本発明は、協調してデータ処理を行うクラスタを構成する複数のサーバにおけるデータ複製の技術に関する。
近年、クラウドコンピューティングの隆盛に伴い、多量のデータの処理や保持を効率的に行うことが求められている。そこで、複数のサーバを協調動作させることにより効率的な処理を実現する分散処理技術が発展している。
分散処理を行う際には、処理対象(管理対象)のデータを、クラスタを構成する各サーバ(以下、「クラスタメンバ」または「メンバ」とも称する。)に振り分けておく必要がある。このとき、クラスタ全体での処理能力を高めるためには、各クラスタメンバが担当するデータ数(データ量)は平均化されていることが望ましい。
代表的なデータの振り分け手法として、各データのkeyをハッシュ関数にかけた値(以下、「hash(key)」と称する。)をクラスタメンバ数Nで割った余り、すなわち「hash(key) mod N」を番号として持つクラスタメンバにデータを振り分ける手法がある。この場合、各クラスタメンバに事前に「0」から「N−1」までの番号を割り当てていることが前提となる。このような振り分け手法を用いた場合、クラスタメンバを追加すると、Nの値が変化して、多くのデータについて、担当するクラスタメンバが変更になるため、担当するデータの再配置が必要になる。
そこで、クラスタメンバの追加に伴い担当するクラスタメンバが変更になるデータ数を約1/Nに抑える方法として、コンシステント・ハッシュ法[Consistent Hashing](非特許文献1参照)を用いた振り分け手法がある。このコンシステント・ハッシュ法は、Amazon Dynamo(非特許文献2参照)等で用いられている。
このコンシステント・ハッシュ法を用いたデータ振り分け手法では、クラスタメンバとデータの双方にID(IDentifier)を割り当て、データのIDからID空間を時計回りに辿った場合に最初に出合ったクラスタメンバをそのデータの担当とする。

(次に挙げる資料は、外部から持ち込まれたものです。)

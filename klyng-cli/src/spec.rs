//  SPEC.rs
//    by Lut99
//
//  Created:
//    15 Feb 2023, 09:40:11
//  Last edited:
//    02 Mar 2023, 17:13:26
//  Auto updated?
//    Yes
//
//  Description:
//!   Defines the types that describe a job and what happens to it.
//

use std::fmt::{Display, Formatter, Result as FResult};
use std::num::NonZeroU32;
use std::path::{Path, PathBuf};

use klyng_cfg::hosts::HostsTopology;


/***** LIBRARY *****/
/// Describes a job to run. Cannot be changed once created.
#[derive(Clone, Debug)]
pub struct JobDescriptor {
    /// The number of processes in the job.
    size     : NonZeroU32,
    /// The path to the application's entrypoint.
    entry    : PathBuf,
    /// The machines on which the processes may run.
    topology : HostsTopology,
}

impl JobDescriptor {
    /// Constructor for the JobDescriptor.
    ///
    /// # Arguments
    /// - `size`: The number of processes in the job.
    /// - `entry`: The path to the application's entrypoint.
    /// - `topology`: The machines on which the processes may run.
    ///
    /// # Returns
    /// A new JobDescriptor instance.
    #[inline]
    pub fn new(size: NonZeroU32, entry: impl Into<PathBuf>, topology: HostsTopology) -> Self {
        Self {
            size,
            entry : entry.into(),
            topology,
        }
    }

    /// Returns the number of processes in the job.
    #[inline]
    pub fn size(&self) -> NonZeroU32 { self.size }

    /// Returns the path to the application's entrypoint.
    #[inline]
    pub fn entry(&self) -> &Path { &self.entry }

    /// Returns the machines on which the processes may run.
    #[inline]
    pub fn topology(&self) -> &HostsTopology { &self.topology }
}



/// The beacon's answer to a submitted job.
#[derive(Clone, Debug, Eq, PartialEq)]
pub enum Ack {
    /// The beacon runs the job.
    Accepted,
    /// The beacon is already running another job.
    Busy,
    /// The beacon won't run the job.
    Rejected{ reason: String },
}



/// Something that happened in a running job.
#[derive(Clone, Debug, Eq, PartialEq)]
pub enum MonitorEvent {
    /// A process wrote a line to its stdout.
    Stdout{ line: String },
    /// A process wrote a line to its stderr.
    Stderr{ line: String },
    /// One of the job's processes exited.
    ProcessExit,
    /// The beacon gave up on the job.
    JobAborted{ reason: String },
}



/// The states the launch of a job goes through.
#[derive(Clone, Copy, Debug, Eq, PartialEq)]
pub enum LaunchState {
    Idle,
    CheckingAvailability,
    StartingBeacon,
    Submitting,
    Busy,
    Monitoring,
    Failed,
    Aborted,
}

impl Display for LaunchState {
    fn fmt(&self, f: &mut Formatter<'_>) -> FResult {
        use LaunchState::*;
        match self {
            Idle                 => write!(f, "idle"),
            CheckingAvailability => write!(f, "checking availability"),
            StartingBeacon       => write!(f, "starting beacon"),
            Submitting           => write!(f, "submitting"),
            Busy                 => write!(f, "busy"),
            Monitoring           => write!(f, "monitoring"),
            Failed               => write!(f, "failed"),
            Aborted              => write!(f, "aborted"),
        }
    }
}



/// Why a job was aborted.
#[derive(Clone, Debug, Eq, PartialEq)]
pub enum AbortReason {
    /// The beacon aborted the job, for the given reason.
    Beacon(String),
    /// We were interrupted.
    Local,
}

impl Display for AbortReason {
    fn fmt(&self, f: &mut Formatter<'_>) -> FResult {
        match self {
            AbortReason::Beacon(reason) => write!(f, "{}", reason),
            AbortReason::Local          => write!(f, "interrupted"),
        }
    }
}



/// How a job run ended, if it didn't end in an error.
#[derive(Clone, Debug, Eq, PartialEq)]
pub enum JobOutcome {
    /// The beacon was running another job; ours was never started.
    Busy,
    /// All processes exited and the beacon knows it.
    Completed,
    /// The job was aborted.
    Aborted(AbortReason),
}
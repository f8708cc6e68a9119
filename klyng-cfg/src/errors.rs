//  ERRORS.rs
//    by Lut99
//
//  Created:
//    14 Feb 2023, 11:31:17
//  Last edited:
//    27 Feb 2023, 10:02:36
//  Auto updated?
//    Yes
//
//  Description:
//!   Defines errors that occur in the `klyng-cfg` crate.
//

use std::error::Error;
use std::fmt::{Display, Formatter, Result as FResult};
use std::path::PathBuf;


/***** LIBRARY *****/
/// Errors that relate to reading and validating a hosts file.
///
/// Any of the validation errors means that none of the file is used.
#[derive(Debug)]
pub enum HostsError {
    /// Failed to open the given file.
    FileOpenError{ path: PathBuf, err: std::io::Error },
    /// Failed to read/parse the given file as JSON.
    FileParseError{ path: PathBuf, err: serde_json::Error },

    /// The toplevel value was not a map of entries.
    NotAMap{ got: &'static str },
    /// An entry in the file was not an object.
    EntryNotAnObject{ id: String, got: &'static str },
    /// An entry's `max_procs` was given but not a number.
    MaxProcsNotANumber{ id: String, got: &'static str },
    /// An entry's `max_procs` was smaller than one.
    MaxProcsTooSmall{ id: String, raw: String },
    /// A remote entry's `port` was given but not a (port) number.
    PortNotANumber{ id: String, raw: String },
    /// A remote entry's `passwd` was given but not a string.
    PasswordNotAString{ id: String, got: &'static str },
    /// Two entries describe the same node.
    DuplicateNode{ id: String, key: String },
}

impl Display for HostsError {
    fn fmt(&self, f: &mut Formatter<'_>) -> FResult {
        use HostsError::*;
        match self {
            FileOpenError{ path, err }  => write!(f, "Failed to open hosts file '{}': {}", path.display(), err),
            FileParseError{ path, err } => write!(f, "Failed to parse hosts file '{}' as JSON: {}", path.display(), err),

            NotAMap{ got }                => write!(f, "INVALID: the hosts file is not an object of entries (got {})", got),
            EntryNotAnObject{ id, got }   => write!(f, "INVALID: entry '{}' in hosts file is not an object (got {})", id, got),
            MaxProcsNotANumber{ id, got } => write!(f, "INVALID: the processes count of entry '{}' is not a number (got {})", id, got),
            MaxProcsTooSmall{ id, raw }   => write!(f, "INVALID: the processes count of entry '{}' is less than one (got {})", id, raw),
            PortNotANumber{ id, raw }     => write!(f, "INVALID: the port number of entry '{}' is not a number (got {})", id, raw),
            PasswordNotAString{ id, got } => write!(f, "INVALID: the password of entry '{}' is not a string (got {})", id, got),
            DuplicateNode{ id, key }      => write!(f, "INVALID: entry '{}' describes node '{}', which is already described by another entry", id, key),
        }
    }
}

impl Error for HostsError {}



/// Errors that relate to the BeaconConfig struct.
#[derive(Debug)]
pub enum BeaconConfigError {
    /// Failed to open the given file.
    FileOpenError{ path: PathBuf, err: std::io::Error },
    /// Failed to read the given file.
    FileReadError{ path: PathBuf, err: std::io::Error },
    /// Failed to parse the given file as YAML.
    FileParseError{ path: PathBuf, err: serde_yaml::Error },
}

impl Display for BeaconConfigError {
    fn fmt(&self, f: &mut Formatter<'_>) -> FResult {
        use BeaconConfigError::*;
        match self {
            FileOpenError{ path, err }  => write!(f, "Failed to open beacon config file '{}': {}", path.display(), err),
            FileReadError{ path, err }  => write!(f, "Failed to read beacon config file '{}': {}", path.display(), err),
            FileParseError{ path, err } => write!(f, "Failed to parse beacon config file '{}' as YAML: {}", path.display(), err),
        }
    }
}

impl Error for BeaconConfigError {}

また、多量のデータの管理をクラスタ構成の分散処理システムで行う場合、あるクラスタメンバに障害が発生した場合でも他のクラスタメンバで処理を継続できるように、データの複製を保持することでデータ冗長化を実現する必要がある。これは、コンシステント・ハッシュ法によるデータ管理手法を用いた分散処理システムにおいても同様である。
図5に示すように、コンシステント・ハッシュ法では、クラスタメンバ(メンバ1〜4)とデータ(データA〜D。黒丸(●)で表示)の双方にIDを割り当て、データのIDからID空間を時計回りに辿り最初に出合ったクラスタメンバをそのデータの担当として決定する。そして、担当するクラスタメンバのさらに右隣(時計回りに次)のクラスタメンバに複製データを担当させる。
例えば、図5においては、データAはID空間上を時計回りに辿り最初に出合ったメンバ1が担当となり、その複製データはID空間上でメンバ1の右隣にあたるメンバ2に担当させる。このように原本データ・複製データを担当するクラスタメンバを決定することで、クラスタメンバに離脱があった場合でも複製データを所持しているクラスタメンバが新しくデータを担当するクラスタメンバとなることで対応できるという利点がある。なお、複製データを複数個とる場合には、さらに右隣のクラスタメンバに2個目の複製データを担当させるようにすることもできる。
David Karger et al., "Consistent Hashing and Random Trees: Distributed Caching Protocols for Relieving Hot Spots on the World Wide Web", [online], 1997, ACM, [平成24年2月20日検索], インターネット<URL:http://www.akamai.com/dl/technical_publications/ConsistenHashingandRandomTreesDistributedCachingprotocolsforrelievingHotSpotsontheworldwideweb.pdf> Giuseppe DeCandia et al., "Dynamo: Amazon’s Highly Available Key-value Store", [online], 2007, ACM, [平成24年2月20日検索], インターネット<URL:http://www.allthingsdistributed.com/files/amazon-dynamo-sosp2007.pdf>
ここで、ID空間上におけるクラスタメンバにおける具体的なサーバの割り当てポリシを定める場合に、一つでなく、異なる二つのポリシで運用したい場合がある。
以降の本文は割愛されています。